Extracted records START

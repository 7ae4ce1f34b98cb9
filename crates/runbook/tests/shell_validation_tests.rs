// SPDX-License-Identifier: BUSL-1.1
// Copyright (c) 2026 Alfred Jean LLC

//! Integration tests for shell command validation in runbook parsing.

use oj_runbook::{parse_runbook, ParseError};

#[test]
fn valid_shell_commands_parse_successfully() {
    let content = r#"
        [command.build]
        run = "cargo build --release"

        [[pipeline.deploy.step]]
        name = "push"
        run = "git push origin main"
    "#;
    assert!(parse_runbook(content).is_ok());
}

#[test]
fn invalid_shell_in_command_returns_error() {
    let content = r#"
        [command.broken]
        run = "echo 'unterminated"
    "#;
    let err = parse_runbook(content).unwrap_err();
    assert!(
        matches!(err, ParseError::ShellError { ref location, .. } if location.contains("command.broken")),
        "Expected ShellError with location containing 'command.broken', got: {:?}",
        err
    );
}

#[test]
fn invalid_shell_in_pipeline_step_returns_error() {
    let content = r#"
        [[pipeline.build.step]]
        name = "init"
        run = "echo $(incomplete"
    "#;
    let err = parse_runbook(content).unwrap_err();
    assert!(
        matches!(err, ParseError::ShellError { ref location, .. } if location.contains("pipeline.build")),
        "Expected ShellError with location containing 'pipeline.build', got: {:?}",
        err
    );
}

#[test]
fn multiple_shell_commands_all_validated() {
    let content = r#"
        [command.first]
        run = "echo hello"

        [command.second]
        run = "echo 'unterminated"
    "#;
    let err = parse_runbook(content).unwrap_err();
    assert!(matches!(err, ParseError::ShellError { .. }));
}

#[test]
fn complex_valid_shell_commands() {
    let content = r#"
        [command.complex]
        run = "VAR=value cmd arg1 arg2 | grep pattern && echo done"
    "#;
    assert!(parse_runbook(content).is_ok());
}

#[test]
fn shell_with_variable_expansion() {
    let content = r#"
        [command.vars]
        run = "echo ${VAR:-default} $HOME"
    "#;
    assert!(parse_runbook(content).is_ok());
}

#[test]
fn shell_with_command_substitution() {
    let content = r#"
        [command.subst]
        run = "echo $(date +%Y-%m-%d)"
    "#;
    assert!(parse_runbook(content).is_ok());
}

#[test]
fn pipeline_directive_not_validated_as_shell() {
    let content = r#"
        [command.delegate]
        run = { pipeline = "build" }

        [[pipeline.build.step]]
        name = "compile"
        run = "cargo build"
    "#;
    assert!(parse_runbook(content).is_ok());
}

#[test]
fn agent_directive_not_validated_as_shell() {
    let content = r#"
        [command.ai]
        run = { agent = "planning" }

        [agent.planning]
        run = "claude --print"
    "#;
    assert!(parse_runbook(content).is_ok());
}

#[test]
fn error_context_includes_step_index() {
    let content = r#"
        [[pipeline.deploy.step]]
        name = "valid"
        run = "echo ok"

        [[pipeline.deploy.step]]
        name = "invalid"
        run = "echo 'broken"
    "#;
    let err = parse_runbook(content).unwrap_err();
    assert!(
        matches!(err, ParseError::ShellError { ref location, .. } if location.contains("step[1]")),
        "Expected ShellError with location containing 'step[1]', got: {:?}",
        err
    );
}

#[test]
fn unterminated_command_substitution() {
    let content = r#"
        [command.broken]
        run = "echo $(date"
    "#;
    let err = parse_runbook(content).unwrap_err();
    assert!(matches!(err, ParseError::ShellError { .. }));
}

#[test]
fn shell_with_pipes_and_logical_operators() {
    let content = r#"
        [command.complex]
        run = "cat file.txt | grep pattern | wc -l && echo success || echo failure"
    "#;
    assert!(parse_runbook(content).is_ok());
}

#[test]
fn shell_with_subshell() {
    let content = r#"
        [command.subshell]
        run = "(cd /tmp && ls)"
    "#;
    assert!(parse_runbook(content).is_ok());
}

#[test]
fn shell_with_brace_group() {
    let content = r#"
        [command.braces]
        run = "{ echo hello; echo world; }"
    "#;
    assert!(parse_runbook(content).is_ok());
}

#[test]
fn shell_with_template_variables() {
    let content = r#"
        [command.deploy]
        run = "git worktree add worktrees/${name} -b feature/${name}"
    "#;
    assert!(parse_runbook(content).is_ok());
}

#[test]
fn shell_with_template_variables_in_pipeline() {
    let content = r#"
        [[pipeline.build.step]]
        name = "init"
        run = "echo ${message} | tee ${output_file}"
    "#;
    assert!(parse_runbook(content).is_ok());
}
// SPDX-License-Identifier: BUSL-1.1
// Copyright (c) 2026 Alfred Jean LLC

//! IPC protocol for CLI<->daemon communication.
//!
//! Wire format: 4-byte length prefix (big-endian) + JSON payload.

// Allow panic!/unwrap/expect in test code
#![cfg_attr(test, allow(clippy::panic))]
#![cfg_attr(test, allow(clippy::unwrap_used))]
#![cfg_attr(test, allow(clippy::expect_used))]

mod query;
mod request;
mod response;
mod status;
mod types;
mod wire;

pub use query::Query;
pub use request::{GcCategory, OnError, Request};
pub use response::{MessageTargetResult, Response};
pub use status::FleetStatusEntry;
pub use types::{
    AgentDetail, AgentSummary, HostDetail, HostSummary, ProvisionRunSummary, ProvisionStepSummary,
};
pub use wire::{
    decode, encode, read_message, read_request, write_message, write_response, ProtocolError,
    DEFAULT_TIMEOUT, MAX_MESSAGE_SIZE, PROTOCOL_VERSION,
};

#[cfg(test)]
mod property_tests;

Extracted records END

Nothing may be dropped or altered; repeat every record in full.

■ **Reply**
repository 7ae4ce1f34b98cb9
filename crates/runbook/tests/shell_validation_tests.rs
// SPDX-License-Identifier: BUSL-1.1
// Copyright (c) 2026 Alfred Jean LLC

//! Integration tests for shell command validation in runbook parsing.

use oj_runbook::{parse_runbook, ParseError};

#[test]
fn valid_shell_commands_parse_successfully() {
    let content = r#"
        [command.build]
        run = "cargo build --release"

        [[pipeline.deploy.step]]
        name = "push"
        run = "git push origin main"
    "#;
    assert!(parse_runbook(content).is_ok());
}

#[test]
fn invalid_shell_in_command_returns_error() {
    let content = r#"
        [command.broken]
        run = "echo 'unterminated"
    "#;
    let err = parse_runbook(content).unwrap_err();
    assert!(
        matches!(err, ParseError::ShellError { ref location, .. } if location.contains("command.broken")),
        "Expected ShellError with location containing 'command.broken', got: {:?}",
        err
    );
}

#[test]
fn invalid_shell_in_pipeline_step_returns_error() {
    let content = r#"
        [[pipeline.build.step]]
        name = "init"
        run = "echo $(incomplete"
    "#;
    let err = parse_runbook(content).unwrap_err();
    assert!(
        matches!(err, ParseError::ShellError { ref location, .. } if location.contains("pipeline.build")),
        "Expected ShellError with location containing 'pipeline.build', got: {:?}",
        err
    );
}

#[test]
fn multiple_shell_commands_all_validated() {
    let content = r#"
        [command.first]
        run = "echo hello"

        [command.second]
        run = "echo 'unterminated"
    "#;
    let err = parse_runbook(content).unwrap_err();
    assert!(matches!(err, ParseError::ShellError { .. }));
}

#[test]
fn complex_valid_shell_commands() {
    let content = r#"
        [command.complex]
        run = "VAR=value cmd arg1 arg2 | grep pattern && echo done"
    "#;
    assert!(parse_runbook(content).is_ok());
}

#[test]
fn shell_with_variable_expansion() {
    let content = r#"
        [command.vars]
        run = "echo ${VAR:-default} $HOME"
    "#;
    assert!(parse_runbook(content).is_ok());
}

#[test]
fn shell_with_command_substitution() {
    let content = r#"
        [command.subst]
        run = "echo $(date +%Y-%m-%d)"
    "#;
    assert!(parse_runbook(content).is_ok());
}

#[test]
fn pipeline_directive_not_validated_as_shell() {
    let content = r#"
        [command.delegate]
        run = { pipeline = "build" }

        [[pipeline.build.step]]
        name = "compile"
        run = "cargo build"
    "#;
    assert!(parse_runbook(content).is_ok());
}

#[test]
fn agent_directive_not_validated_as_shell() {
    let content = r#"
        [command.ai]
        run = { agent = "planning" }

        [agent.planning]
        run = "claude --print"
    "#;
    assert!(parse_runbook(content).is_ok());
}

#[test]
fn error_context_includes_step_index() {
    let content = r#"
        [[pipeline.deploy.step]]
        name = "valid"
        run = "echo ok"

        [[pipeline.deploy.step]]
        name = "invalid"
        run = "echo 'broken"
    "#;
    let err = parse_runbook(content).unwrap_err();
    assert!(
        matches!(err, ParseError::ShellError { ref location, .. } if location.contains("step[1]")),
        "Expected ShellError with location containing 'step[1]', got: {:?}",
        err
    );
}

#[test]
fn unterminated_command_substitution() {
    let content = r#"
        [command.broken]
        run = "echo $(date"
    "#;
    let err = parse_runbook(content).unwrap_err();
    assert!(matches!(err, ParseError::ShellError { .. }));
}

#[test]
fn shell_with_pipes_and_logical_operators() {
    let content = r#"
        [command.complex]
        run = "cat file.txt | grep pattern | wc -l && echo success || echo failure"
    "#;
    assert!(parse_runbook(content).is_ok());
}

#[test]
fn shell_with_subshell() {
    let content = r#"
        [command.subshell]
        run = "(cd /tmp && ls)"
    "#;
    assert!(parse_runbook(content).is_ok());
}

#[test]
fn shell_with_brace_group() {
    let content = r#"
        [command.braces]
        run = "{ echo hello; echo world; }"
    "#;
    assert!(parse_runbook(content).is_ok());
}

#[test]
fn shell_with_template_variables() {
    let content = r#"
        [command.deploy]
        run = "git worktree add worktrees/${name} -b feature/${name}"
    "#;
    assert!(parse_runbook(content).is_ok());
}

#[test]
fn shell_with_template_variables_in_pipeline() {
    let content = r#"
        [[pipeline.build.step]]
        name = "init"
        run = "echo ${message} | tee ${output_file}"
    "#;
    assert!(parse_runbook(content).is_ok());
}
// SPDX-License-Identifier: BUSL-1.1
// Copyright (c) 2026 Alfred Jean LLC

//! IPC protocol for CLI<->daemon communication.
//!
//! Wire format: 4-byte length prefix (big-endian) + JSON payload.

// Allow panic!/unwrap/expect in test code
#![cfg_attr(test, allow(clippy::panic))]
#![cfg_attr(test, allow(clippy::unwrap_used))]
#![cfg_attr(test, allow(clippy::expect_used))]

mod query;
mod request;
mod response;
mod status;
mod types;
mod wire;

pub use query::Query;
pub use request::{GcCategory, OnError, Request};
pub use response::{MessageTargetResult, Response};
pub use status::FleetStatusEntry;
pub use types::{
    AgentDetail, AgentSummary, HostDetail, HostSummary, ProvisionRunSummary, ProvisionStepSummary,
};
pub use wire::{
    decode, encode, read_message, read_request, write_message, write_response, ProtocolError,
    DEFAULT_TIMEOUT, MAX_MESSAGE_SIZE, PROTOCOL_VERSION,
};

#[cfg(test)]
mod property_tests;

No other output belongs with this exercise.